The main theme I'm getting out of this discussion is that this job isn't very well suited for you. I'm going to agree with all the rest and say perhaps you should seek employment elsewhere. In today's economy, it can be ridiculously hard to find a job, but there's always someone who needs a quality barista.
I recommend that you get the manual for the machine and read up on it. Learn it inside and out. (That is if you are going to stick around with this company.) Quality is not king,... customer service is. Yet, you cannot have outstanding customer service without quality. So, this leaves you in a "do your best with what you have" situation. So on one hand, I agree with Jay. If this machine is going to be a huge bur in your saddle, change saddles. On the other hand, I also agree with Jared. Go above and beyond in all you do.

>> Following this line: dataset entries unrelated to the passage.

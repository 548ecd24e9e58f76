//! Reading packets and configuration from disk.

use std::path::{Path, PathBuf};

use anyhow::{Context, bail};
use offerchain_core::{PacketInput, ReconcileConfig};

/// Configuration from `path`, or the defaults when none is given.
pub fn load_config(path: Option<&Path>) -> anyhow::Result<ReconcileConfig> {
    let Some(path) = path else {
        return Ok(ReconcileConfig::default());
    };
    let json = std::fs::read_to_string(path)
        .with_context(|| format!("reading config {}", path.display()))?;
    ReconcileConfig::from_json_str(&json).with_context(|| format!("loading config {}", path.display()))
}

pub fn load_packet(path: &Path) -> anyhow::Result<PacketInput> {
    let json = std::fs::read_to_string(path)
        .with_context(|| format!("reading packet {}", path.display()))?;
    serde_json::from_str(&json).with_context(|| format!("parsing packet {}", path.display()))
}

/// `*.json` files directly inside `dir`, sorted by name.
pub fn packet_files(dir: &Path) -> anyhow::Result<Vec<PathBuf>> {
    if !dir.is_dir() {
        bail!("{} is not a directory", dir.display());
    }
    let mut files = Vec::new();
    for entry in std::fs::read_dir(dir).with_context(|| format!("listing {}", dir.display()))? {
        let path = entry?.path();
        if path.is_file() && path.extension().is_some_and(|e| e == "json") {
            files.push(path);
        }
    }
    files.sort();
    Ok(files)
}
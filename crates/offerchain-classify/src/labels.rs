//! LLM page labels: validation and adoption.
//!
//! A label result is adopted only as a whole. Page-count disagreement is a
//! structural mismatch; any label outside the fixed enum sets, any confidence
//! outside 0–100 and any unparseable signature date is a schema violation.

use chrono::NaiveDate;
use offerchain_core::dates::parse_date_list;
use offerchain_core::provider::check_score;
use offerchain_core::{
    ContentCategory, FormCode, PageLabel, PageLabelResult, PageMetadata, PageRole, ReconcileError,
};

pub const LABEL_PROVIDER: &str = "page_labels";

/// A page label whose values have been checked against the enum sets.
#[derive(Debug, Clone, Default, PartialEq)]
pub struct ValidatedLabel {
    pub form_code: Option<FormCode>,
    pub role: Option<PageRole>,
    pub content_category: Option<ContentCategory>,
    pub has_filled_fields: Option<bool>,
    pub confidence: Option<f64>,
    pub buyer_signature_dates: Option<Vec<NaiveDate>>,
    pub seller_signature_dates: Option<Vec<NaiveDate>>,
    pub title_snippet: Option<String>,
    pub counter_number: Option<u32>,
}

impl ValidatedLabel {
    fn from_label(page: usize, label: &PageLabel) -> Result<Self, ReconcileError> {
        let fail = |detail: String| {
            ReconcileError::schema(LABEL_PROVIDER, format!("page {page}: {detail}"))
        };

        let role = label
            .role
            .as_deref()
            .map(str::parse::<PageRole>)
            .transpose()
            .map_err(fail)?;
        let content_category = label
            .content_category
            .as_deref()
            .map(str::parse::<ContentCategory>)
            .transpose()
            .map_err(fail)?;
        if let Some(score) = label.confidence {
            check_score("page", score).map_err(fail)?;
        }
        let buyer_signature_dates = label
            .buyer_signature_dates
            .as_deref()
            .map(parse_date_list)
            .transpose()
            .map_err(fail)?;
        let seller_signature_dates = label
            .seller_signature_dates
            .as_deref()
            .map(parse_date_list)
            .transpose()
            .map_err(fail)?;
        if label.counter_number == Some(0) {
            return Err(fail("counter_number must be 1-based".into()));
        }

        Ok(Self {
            form_code: label.form_code.as_deref().map(FormCode::new),
            role,
            content_category,
            has_filled_fields: label.has_filled_fields,
            confidence: label.confidence,
            buyer_signature_dates,
            seller_signature_dates,
            title_snippet: label.title_snippet.clone(),
            counter_number: label.counter_number,
        })
    }

    /// Override the heuristic result with every value this label carries.
    pub fn apply_to(&self, meta: &mut PageMetadata) {
        if let Some(v) = &self.form_code {
            meta.form_code = v.clone();
        }
        if let Some(v) = self.role {
            meta.role = v;
        }
        if let Some(v) = self.content_category {
            meta.content_category = v;
        }
        if let Some(v) = self.has_filled_fields {
            meta.has_filled_fields = v;
        }
        if let Some(v) = self.confidence {
            meta.confidence = v;
        }
        if let Some(v) = &self.buyer_signature_dates {
            meta.buyer_signature_dates = v.clone();
        }
        if let Some(v) = &self.seller_signature_dates {
            meta.seller_signature_dates = v.clone();
        }
        if let Some(v) = &self.title_snippet {
            meta.title_snippet = v.clone();
        }
        if let Some(v) = self.counter_number {
            meta.counter_number = Some(v);
        }
    }
}

/// Validate a full label result against the locally detected page count.
///
/// Returns one slot per page, `None` where the service gave no label.
pub fn validate_labels(
    result: &PageLabelResult,
    local_page_count: usize,
) -> Result<Vec<Option<ValidatedLabel>>, ReconcileError> {
    if result.pages.len() != result.page_count {
        return Err(ReconcileError::StructuralMismatch {
            provider: LABEL_PROVIDER,
            declared: result.page_count,
            actual: result.pages.len(),
        });
    }
    if result.page_count != local_page_count {
        return Err(ReconcileError::StructuralMismatch {
            provider: LABEL_PROVIDER,
            declared: local_page_count,
            actual: result.page_count,
        });
    }

    result
        .pages
        .iter()
        .enumerate()
        .map(|(i, slot)| {
            slot.as_ref()
                .map(|label| ValidatedLabel::from_label(i + 1, label))
                .transpose()
        })
        .collect()
}

#[cfg(test)]
mod tests {
    use super::*;

    fn result(json: &str) -> PageLabelResult {
        serde_json::from_str(json).unwrap()
    }

    fn blank_page(n: u32) -> PageMetadata {
        PageMetadata {
            page_number: n,
            form_code: FormCode::unknown(),
            role: PageRole::Other,
            content_category: ContentCategory::Boilerplate,
            has_filled_fields: false,
            confidence: 55.0,
            buyer_signature_dates: vec![],
            seller_signature_dates: vec![],
            title_snippet: "heuristic".into(),
            counter_number: None,
        }
    }

    #[test]
    fn validates_well_formed_result() {
        let r = result(
            r#"{"page_count":2,"pages":[
                {"form_code":"bco","role":"counter_offer","content_category":"signatures",
                 "confidence":96,"buyer_signature_dates":["2026-02-03"],"counter_number":1},
                null
            ]}"#,
        );
        let labels = validate_labels(&r, 2).unwrap();
        assert_eq!(labels.len(), 2);
        let first = labels[0].as_ref().unwrap();
        assert_eq!(first.form_code.as_ref().unwrap().as_str(), "BCO");
        assert_eq!(first.role, Some(PageRole::CounterOffer));
        assert_eq!(first.counter_number, Some(1));
        assert!(labels[1].is_none());
    }

    #[test]
    fn internal_count_mismatch() {
        let r = result(r#"{"page_count":3,"pages":[null,null]}"#);
        let err = validate_labels(&r, 2).unwrap_err();
        match err {
            ReconcileError::StructuralMismatch {
                declared, actual, ..
            } => {
                assert_eq!(declared, 3);
                assert_eq!(actual, 2);
            }
            other => panic!("expected structural mismatch, got {other}"),
        }
    }

    #[test]
    fn local_count_mismatch() {
        let r = result(r#"{"page_count":2,"pages":[null,null]}"#);
        assert!(matches!(
            validate_labels(&r, 5),
            Err(ReconcileError::StructuralMismatch { .. })
        ));
    }

    #[test]
    fn bad_category_is_schema_violation_naming_page() {
        let r = result(r#"{"page_count":2,"pages":[null,{"content_category":"terms"}]}"#);
        let err = validate_labels(&r, 2).unwrap_err();
        assert!(matches!(err, ReconcileError::SchemaViolation { .. }));
        assert!(err.to_string().contains("page 2"), "{err}");
    }

    #[test]
    fn bad_confidence_rejected() {
        let r = result(r#"{"page_count":1,"pages":[{"confidence":-4}]}"#);
        assert!(validate_labels(&r, 1).is_err());
    }

    #[test]
    fn bad_signature_date_rejected() {
        let r = result(r#"{"page_count":1,"pages":[{"seller_signature_dates":["whenever"]}]}"#);
        assert!(validate_labels(&r, 1).is_err());
    }

    #[test]
    fn zero_counter_number_rejected() {
        let r = result(r#"{"page_count":1,"pages":[{"counter_number":0}]}"#);
        assert!(validate_labels(&r, 1).is_err());
    }

    #[test]
    fn apply_keeps_heuristic_where_label_is_null() {
        let label = ValidatedLabel {
            role: Some(PageRole::Signatures),
            confidence: Some(91.0),
            ..Default::default()
        };
        let mut page = blank_page(4);
        label.apply_to(&mut page);
        assert_eq!(page.role, PageRole::Signatures);
        assert_eq!(page.confidence, 91.0);
        assert_eq!(page.title_snippet, "heuristic");
        assert_eq!(page.content_category, ContentCategory::Boilerplate);
    }

    #[test]
    fn apply_replaces_signature_lists() {
        let label = ValidatedLabel {
            buyer_signature_dates: Some(vec![NaiveDate::from_ymd_opt(2026, 2, 3).unwrap()]),
            ..Default::default()
        };
        let mut page = blank_page(1);
        label.apply_to(&mut page);
        assert_eq!(page.buyer_signature_dates.len(), 1);
        assert!(page.seller_signature_dates.is_empty());
    }
}
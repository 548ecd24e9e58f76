//! Directory batch: every packet reconciled on the blocking pool, concurrently.

use std::path::PathBuf;
use std::sync::Arc;
use std::time::Instant;

use futures::future::join_all;
use offerchain_engine::{ReconciledTransaction, Reconciler};

use crate::load::load_packet;

pub struct BatchOutcome {
    pub path: PathBuf,
    pub result: anyhow::Result<ReconciledTransaction>,
}

pub struct BatchStats {
    pub total: usize,
    pub failed: usize,
    pub needs_review: usize,
    pub elapsed_secs: f64,
}

/// Reconcile `files` independently. Results come back in input order; one
/// packet failing does not affect the others.
pub async fn run_batch(reconciler: Arc<Reconciler>, files: Vec<PathBuf>) -> Vec<BatchOutcome> {
    let tasks = files.into_iter().map(|path| {
        let reconciler = Arc::clone(&reconciler);
        async move {
            let task_path = path.clone();
            let joined = tokio::task::spawn_blocking(move || -> anyhow::Result<ReconciledTransaction> {
                let packet = load_packet(&task_path)?;
                Ok(reconciler.reconcile(&packet)?)
            })
            .await;
            let result = match joined {
                Ok(result) => result,
                Err(e) => Err(anyhow::anyhow!("worker failed: {e}")),
            };
            BatchOutcome { path, result }
        }
    });
    join_all(tasks).await
}

pub fn stats(outcomes: &[BatchOutcome], started: Instant) -> BatchStats {
    BatchStats {
        total: outcomes.len(),
        failed: outcomes.iter().filter(|o| o.result.is_err()).count(),
        needs_review: outcomes
            .iter()
            .filter_map(|o| o.result.as_ref().ok())
            .filter(|t| t.status == offerchain_engine::ReviewStatus::NeedsReview)
            .count(),
        elapsed_secs: started.elapsed().as_secs_f64(),
    }
}
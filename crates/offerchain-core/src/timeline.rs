//! Timeline events: named deadlines that are either a fixed date or an offset
//! from another event.

use std::fmt;

use chrono::NaiveDate;
use serde::{Deserialize, Serialize};

use crate::dates::parse_date;

/// Reserved root event. Always a specified date, supplied by the acceptance rule.
pub const ACCEPTANCE: &str = "acceptance";

#[derive(Debug, Clone, Copy, PartialEq, Eq, Hash, Serialize, Deserialize)]
#[serde(rename_all = "snake_case")]
pub enum Direction {
    After,
    Before,
}

#[derive(Debug, Clone, Copy, PartialEq, Eq, Hash, Serialize, Deserialize)]
#[serde(rename_all = "snake_case")]
pub enum DayType {
    Calendar,
    Business,
}

/// Offset from an anchor event.
#[derive(Debug, Clone, PartialEq, Eq, Serialize, Deserialize)]
pub struct RelativeTiming {
    pub days: u32,
    pub anchor: String,
    pub direction: Direction,
    pub day_type: DayType,
}

#[derive(Debug, Clone, PartialEq, Eq, Serialize, Deserialize)]
#[serde(tag = "date_type", rename_all = "snake_case")]
pub enum EventTiming {
    Specified { date: NaiveDate },
    Relative(RelativeTiming),
}

#[derive(Debug, Clone, PartialEq, Eq, Serialize, Deserialize)]
pub struct TimelineEvent {
    pub key: String,
    pub display_name: String,
    pub timing: EventTiming,
}

impl TimelineEvent {
    pub fn specified(key: &str, display_name: &str, date: NaiveDate) -> Self {
        Self {
            key: key.to_string(),
            display_name: display_name.to_string(),
            timing: EventTiming::Specified { date },
        }
    }

    pub fn relative(
        key: &str,
        display_name: &str,
        days: u32,
        anchor: &str,
        direction: Direction,
        day_type: DayType,
    ) -> Self {
        Self {
            key: key.to_string(),
            display_name: display_name.to_string(),
            timing: EventTiming::Relative(RelativeTiming {
                days,
                anchor: anchor.to_string(),
                direction,
                day_type,
            }),
        }
    }

    /// Anchor key for relative events.
    pub fn anchor(&self) -> Option<&str> {
        match &self.timing {
            EventTiming::Relative(r) => Some(&r.anchor),
            EventTiming::Specified { .. } => None,
        }
    }
}

impl fmt::Display for EventTiming {
    fn fmt(&self, f: &mut fmt::Formatter<'_>) -> fmt::Result {
        match self {
            Self::Specified { date } => write!(f, "{}", date.format("%Y-%m-%d")),
            Self::Relative(r) => {
                let unit = match r.day_type {
                    DayType::Calendar => "days",
                    DayType::Business => "business days",
                };
                let dir = match r.direction {
                    Direction::After => "after",
                    Direction::Before => "before",
                };
                write!(f, "{} {unit} {dir} {}", r.days, r.anchor)
            }
        }
    }
}

/// Timeline event exactly as the extraction provider sends it.
#[derive(Debug, Clone, Default, Serialize, Deserialize)]
pub struct RawTimelineEvent {
    pub event_key: String,
    #[serde(default)]
    pub display_name: Option<String>,
    pub date_type: String,
    #[serde(default)]
    pub specified_date: Option<String>,
    #[serde(default)]
    pub relative_days: Option<i64>,
    #[serde(default)]
    pub anchor_point: Option<String>,
    #[serde(default)]
    pub direction: Option<Direction>,
    #[serde(default)]
    pub day_type: Option<DayType>,
}

impl TryFrom<RawTimelineEvent> for TimelineEvent {
    type Error = String;

    fn try_from(raw: RawTimelineEvent) -> Result<Self, Self::Error> {
        let key = raw.event_key.trim().to_string();
        if key.is_empty() {
            return Err("timeline event with empty event_key".into());
        }
        let display_name = raw
            .display_name
            .filter(|s| !s.trim().is_empty())
            .unwrap_or_else(|| key.clone());

        let timing = match raw.date_type.as_str() {
            "specified" => {
                let s = raw
                    .specified_date
                    .ok_or_else(|| format!("{key}: specified event without specified_date"))?;
                let date =
                    parse_date(&s).ok_or_else(|| format!("{key}: unparseable date {s:?}"))?;
                EventTiming::Specified { date }
            }
            "relative" => {
                let days = raw
                    .relative_days
                    .ok_or_else(|| format!("{key}: relative event without relative_days"))?;
                let days = u32::try_from(days)
                    .map_err(|_| format!("{key}: relative_days must be non-negative, got {days}"))?;
                let anchor = raw
                    .anchor_point
                    .map(|a| a.trim().to_string())
                    .filter(|a| !a.is_empty())
                    .ok_or_else(|| format!("{key}: relative event without anchor_point"))?;
                EventTiming::Relative(RelativeTiming {
                    days,
                    anchor,
                    direction: raw.direction.unwrap_or(Direction::After),
                    day_type: raw.day_type.unwrap_or(DayType::Calendar),
                })
            }
            other => return Err(format!("{key}: unknown date_type {other:?}")),
        };

        Ok(Self {
            key,
            display_name,
            timing,
        })
    }
}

One more thing that I would like to encourage you in. Not all bad situations are all bad. Look for what you can learn. Who knows, this could be a huge growth opportunity for you. I know that I, along with a ton of other amazing people in the industry, will not look down on you for toughing it out at this location. But, don't be afraid to move on as well. Good luck!
Ha! Since writing this, I met the owner who explained his decision for picking an automatic machine. He noted that on my resume I was working with what he calls "old-fashioned" manual machines, with which you "smack tamp twirly wirly hooha, do all sorts of crazy stuff with." He said he specifically chose an automated one because "no two baristas can tamp at the same pressure." So it was a consistency issue. I don't agree with it at all, but I kept my mouth shut. I'm still on the fence about the place. I haven't met the machine and I don't know if I'm going to go forth on this venture anymore...
When I met the coffeeshop manager (not the owner) she was like, "I don't know why I'm managing this place, hahaha, I don't know ANYTHING about coffee! It's so funny because customers will ask me questions and I'll just say, 'Well... uh... I don't drink coffee...'"
Also noted that they have a crapload of syrups and that when someone asks what flavors are available, she replies "Well, there are a lot so why don't you tell me what you want, because I probably have it." Someone once told me that's never a good sign, and I kind of stuck with that thought.

In good news, through a family connection I got an IN with a different local shop that DOES have a manual machine, and it seems like they have passion. My interview for that is soon so hopefully I'll get that instead.

Thanks everyone!

And Barbara, thanks for the offer. I live in Central FL unfortunately!